Officials set aside state and federal money in 2007 to be distributed over several years for the initial project. They also received private donations given specifically to the project, said UI
spokesman Tom Moore.
 
“Science is important to Iowans,” he said. “Dr. George Weiner [the director of the Holden Comprehensive Cancer Center] says there are many research ideas that don’t get funded, and a facility such this increases the chances that they will be funded.”
 
Professor François Abboud, a UI associate vice president for research, agreed with Moore. One central location will decrease deparments from competing for grants, he said, and the facility overall will help provide better care for animals.
 
“This facility is going to be more convenient for researchers,” Abboud said.
 
A major advantage to linking the two buildings together is increased security, Jordan Cohen, the UI interim vice president for Research, told the Associated Press. Biomedical research requires high levels of safeguards, and Iowa has seen its share of related problems.
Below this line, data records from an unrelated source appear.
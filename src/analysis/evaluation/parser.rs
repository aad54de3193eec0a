use once_cell::sync::Lazy;
use regex::Regex;
use indexmap::IndexMap;
use serde::{Deserialize, Serialize};

use crate::analysis::evaluation::language::{Language, LanguagePatterns};

/// Number of characters after a score header that are searched for the value.
pub const SCORE_LOOKAHEAD_CHARS: usize = 10;

static LIST_MARKER_ONLY: Lazy<Regex> = Lazy::new(|| {
  Regex::new(r"^[\s0-9०-९.)(\-–*•]*$").expect("list marker pattern must compile")
});

static LEADING_LIST_MARKER: Lazy<Regex> = Lazy::new(|| {
  Regex::new(r"^\s*(?:[0-9०-९]+[.)]|[-–*•])(?:\s+|$)").expect("leading marker pattern must compile")
});

/// Scores and improvement suggestions recovered from an LLM evaluation report.
/// Scores keep the order their headers appear in the text.
#[derive(Debug, Clone, Default, PartialEq, Eq, Serialize, Deserialize)]
pub struct EvaluationResult {
  pub scores: IndexMap<String, u8>,
  pub improvements: Vec<String>,
}

impl EvaluationResult {

  pub fn is_empty(&self) -> bool {
    self.scores.is_empty() && self.improvements.is_empty()
  }

  pub fn average_score(&self) -> Option<f64> {
    if self.scores.is_empty() {
      return None;
    }
    let total: u32 = self.scores.values().map(|score| *score as u32).sum();
    Some(total as f64 / self.scores.len() as f64)
  }

  /// Expected metric names the report did not score, in the order given.
  pub fn missing_metrics<'a>(&self, expected: &[&'a str]) -> Vec<&'a str> {
    expected.iter().copied().filter(|name| !self.scores.contains_key(*name)).collect()
  }
}

/// Permissive reader for the semi-structured evaluation text a model returns.
///
/// Nothing about the input is trusted: a missing header, a missing value or an
/// unrecognisable document all degrade to an empty or partial result.
pub struct EvaluationParser;

impl EvaluationParser {

  /// Parses `text` using the pattern set selected by a language tag such as
  /// `"Hindi"`. Unknown tags use the English patterns.
  pub fn parse(text: &str, language: &str) -> EvaluationResult {
    Self::parse_for(text, Language::from_tag(language))
  }

  pub fn parse_for(text: &str, language: Language) -> EvaluationResult {
    let patterns: &LanguagePatterns = language.patterns();
    let scores = Self::extract_scores(text, patterns);
    let improvements = Self::extract_improvements(text, patterns);

    log::debug!("Parsed evaluation ({}): {} scores, {} improvements", language, scores.len(), improvements.len());

    EvaluationResult { scores, improvements }
  }

  fn extract_scores(text: &str, patterns: &LanguagePatterns) -> IndexMap<String, u8> {
    let mut scores: IndexMap<String, u8> = IndexMap::new();

    for captures in patterns.score_line.captures_iter(text) {
      let (header, name) = match (captures.get(0), captures.name("name")) {
        (Some(header), Some(name)) => (header, name),
        _ => continue,
      };

      let metric: String = name.as_str().trim().trim_matches('*').trim().to_string();
      if metric.is_empty() {
        continue;
      }

      let window: String = text[header.end()..]
        .chars()
        .take_while(|c| *c != '\n')
        .take(SCORE_LOOKAHEAD_CHARS)
        .collect();

      match first_integer(&window, patterns.accepts_devanagari_digits) {
        Some(value) if (1..=10).contains(&value) => {
          scores.insert(metric, value as u8);
        }
        Some(value) => log::debug!("Ignoring out-of-range score {} for {:?}", value, metric),
        None => log::debug!("No score found after header {:?}", metric),
      }
    }

    return scores;
  }

  fn extract_improvements(text: &str, patterns: &LanguagePatterns) -> Vec<String> {
    let marker = match patterns.improvements_marker.find(text) {
      Some(marker) => marker,
      None => return Vec::new(),
    };

    let rest: &str = &text[marker.end()..];
    let section: &str = match patterns.section_end.find(rest) {
      Some(end) => &rest[..end.start()],
      None => rest,
    };

    section
      .lines()
      .map(str::trim)
      .filter(|line| !LIST_MARKER_ONLY.is_match(line))
      .map(|line| LEADING_LIST_MARKER.replace(line, "").trim().to_string())
      .filter(|line| !line.is_empty())
      .collect()
  }
}

fn digit_value(c: char, devanagari: bool) -> Option<u64> {
  match c {
    '0'..='9' => Some(c as u64 - '0' as u64),
    '०'..='९' if devanagari => Some(c as u64 - '०' as u64),
    _ => None,
  }
}

/// First run of digits in `window`, read as a base-10 integer.
fn first_integer(window: &str, devanagari: bool) -> Option<u64> {
  let mut value: Option<u64> = None;

  for c in window.chars() {
    match (digit_value(c, devanagari), value) {
      (Some(digit), None) => value = Some(digit),
      (Some(digit), Some(current)) => value = Some(current.saturating_mul(10).saturating_add(digit)),
      (None, Some(_)) => break,
      (None, None) => {}
    }
  }

  return value;
}

#[cfg(test)]
mod tests {
  use super::*;

  const ENGLISH_REPORT: &str = r#"[REPORT EVALUATION]
1. Analytical Rigor Score (1-10): 7
2. **Strategic Depth Score** (1-10): 9/10
3. Risk Management Score (1-10):   5

[IMPROVEMENT AREAS]
1. Add more sources
2. Clarify risk assumptions

[VERIFICATION CHECKLIST]
- Data sources cited
"#;

  #[test]
  fn test_parse_empty_input() {
    let result = EvaluationParser::parse("", "English");
    assert!(result.scores.is_empty());
    assert!(result.improvements.is_empty());
    assert!(result.is_empty());
  }

  #[test]
  fn test_parse_well_formed_report() {
    let result = EvaluationParser::parse(ENGLISH_REPORT, "English");

    assert_eq!(result.scores.len(), 3);
    assert_eq!(result.scores.get("Analytical Rigor Score"), Some(&7));
    assert_eq!(result.scores.get("Strategic Depth Score"), Some(&9));
    assert_eq!(result.scores.get("Risk Management Score"), Some(&5));
    assert_eq!(result.scores.values().map(|s| *s as u32).sum::<u32>(), 21);
    assert_eq!(result.improvements, vec!["Add more sources", "Clarify risk assumptions"]);
  }

  #[test]
  fn test_improvements_between_markers() {
    let text = "[IMPROVEMENT AREAS]\n1. Add more sources\n2. Clarify risk assumptions\n[VERIFICATION CHECKLIST]";
    let result = EvaluationParser::parse(text, "English");
    assert_eq!(result.improvements, vec!["Add more sources", "Clarify risk assumptions"]);
  }

  #[test]
  fn test_improvements_skip_bare_markers_and_blank_lines() {
    let text = "[IMPROVEMENT AREAS]\n\n1.\n   \n3\n- Tighten the valuation range\n•\n* Cite filings\n";
    let result = EvaluationParser::parse(text, "English");
    assert_eq!(result.improvements, vec!["Tighten the valuation range", "Cite filings"]);
  }

  #[test]
  fn test_improvements_keep_leading_numbers_in_text() {
    let text = "[IMPROVEMENT AREAS]\n3.5% growth assumption is unsupported\n-5% margin scenario missing\n2) Cite the 10-K\n[END]";
    let result = EvaluationParser::parse(text, "English");
    assert_eq!(result.improvements, vec![
      "3.5% growth assumption is unsupported",
      "-5% margin scenario missing",
      "Cite the 10-K",
    ]);
  }

  #[test]
  fn test_improvements_run_to_end_of_text() {
    let text = "[Improvement Areas]\nUse peer multiples\nDiscuss FX exposure";
    let result = EvaluationParser::parse(text, "English");
    assert_eq!(result.improvements, vec!["Use peer multiples", "Discuss FX exposure"]);
  }

  #[test]
  fn test_whole_line_bold_header() {
    let text = "**1. Accuracy Score (1-10):** 8\n**2. Clarity Score (1-10)**: 6";
    let result = EvaluationParser::parse(text, "English");
    assert_eq!(result.scores.get("Accuracy Score"), Some(&8));
    assert_eq!(result.scores.get("Clarity Score"), Some(&6));
  }

  #[test]
  fn test_scores_keep_source_order() {
    let text = "1. Zeta Score (1-10): 4\n2. Alpha Score (1-10): 6\n3. Mid Score (1-10): 8\n4. Alpha Score (1-10): 7";
    let result = EvaluationParser::parse(text, "English");

    let names: Vec<&str> = result.scores.keys().map(String::as_str).collect();
    assert_eq!(names, vec!["Zeta Score", "Alpha Score", "Mid Score"]);
    assert_eq!(result.scores.get("Alpha Score"), Some(&7));

    let json = serde_json::to_string(&result.scores).unwrap();
    assert_eq!(json, r#"{"Zeta Score":4,"Alpha Score":7,"Mid Score":8}"#);
  }

  #[test]
  fn test_header_without_value_is_absent() {
    let text = "1. Accuracy Score (1-10): not rated\n2. Clarity Score (1-10): 6";
    let result = EvaluationParser::parse(text, "English");
    assert!(!result.scores.contains_key("Accuracy Score"));
    assert_eq!(result.scores.get("Clarity Score"), Some(&6));
  }

  #[test]
  fn test_value_on_next_line_is_not_borrowed() {
    let text = "1. Accuracy Score (1-10):\n2. Clarity Score (1-10): 6";
    let result = EvaluationParser::parse(text, "English");
    assert_eq!(result.scores.len(), 1);
    assert_eq!(result.scores.get("Clarity Score"), Some(&6));
  }

  #[test]
  fn test_digit_beyond_window_is_ignored() {
    let text = "1. Accuracy Score (1-10): (see notes) 8";
    let result = EvaluationParser::parse(text, "English");
    assert!(result.scores.is_empty());
  }

  #[test]
  fn test_out_of_range_score_is_dropped() {
    let text = "1. Accuracy Score (1-10): 85\n2. Clarity Score (1-10): 0\n3. Depth Score (1-10): 10";
    let result = EvaluationParser::parse(text, "English");
    assert_eq!(result.scores.len(), 1);
    assert_eq!(result.scores.get("Depth Score"), Some(&10));
  }

  #[test]
  fn test_hindi_localized_header() {
    let text = "1. **सटीकता स्कोर** (1-10): 8";
    let result = EvaluationParser::parse(text, "Hindi");
    assert_eq!(result.scores.get("सटीकता स्कोर"), Some(&8));
  }

  #[test]
  fn test_hindi_devanagari_digits_and_section() {
    let text = "[रिपोर्ट मूल्यांकन]\n१. नवाचार स्कोर (१-१०): ७\n\n[सुधार के क्षेत्र]\n१. अधिक स्रोत जोड़ें\n२.\n[सत्यापन चेकलिस्ट]";
    let result = EvaluationParser::parse(text, "Hindi");
    assert_eq!(result.scores.get("नवाचार स्कोर"), Some(&7));
    assert_eq!(result.improvements, vec!["अधिक स्रोत जोड़ें"]);
  }

  #[test]
  fn test_marathi_report_with_english_marker() {
    let text = "1. नवकल्पना स्कोर (1-10)： 6\n[IMPROVEMENT AREAS]\n- जोखीम स्पष्ट करा";
    let result = EvaluationParser::parse(text, "Marathi");
    assert_eq!(result.scores.get("नवकल्पना स्कोर"), Some(&6));
    assert_eq!(result.improvements, vec!["जोखीम स्पष्ट करा"]);
  }

  #[test]
  fn test_unknown_language_uses_english_patterns() {
    let by_unknown = EvaluationParser::parse(ENGLISH_REPORT, "Esperanto");
    let by_english = EvaluationParser::parse(ENGLISH_REPORT, "English");
    assert_eq!(by_unknown, by_english);
  }

  #[test]
  fn test_parse_is_idempotent() {
    let first = EvaluationParser::parse(ENGLISH_REPORT, "English");
    let second = EvaluationParser::parse(ENGLISH_REPORT, "English");
    assert_eq!(first, second);
  }

  #[test]
  fn test_provider_error_string_yields_empty_result() {
    let result = EvaluationParser::parse("Error message for connecting to GROQ", "English");
    assert!(result.is_empty());
  }

  #[test]
  fn test_average_and_missing_metrics() {
    let result = EvaluationParser::parse(ENGLISH_REPORT, "English");
    assert_eq!(result.average_score(), Some(7.0));
    assert_eq!(
      result.missing_metrics(&["Analytical Rigor Score", "Innovation Score"]),
      vec!["Innovation Score"]
    );
    assert_eq!(EvaluationResult::default().average_score(), None);
  }
}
On Nov. 14, 2004, vandals broke into the animal-research laboratories in Spence Laboratories and Seashore.
 
The activist group Animal Liberation Front claimed responsibility for the break-in. Officials said the vandals deliberately spilled hazardous chemicals, which forced the buildings to remain closed through Thanksgiving break that year. They also released rats, mice, and pigeons from their cages and destroyed more than 30 computers and three rooms.
 
This facility will join other major university that have underground research labs, such as the University of Southern California.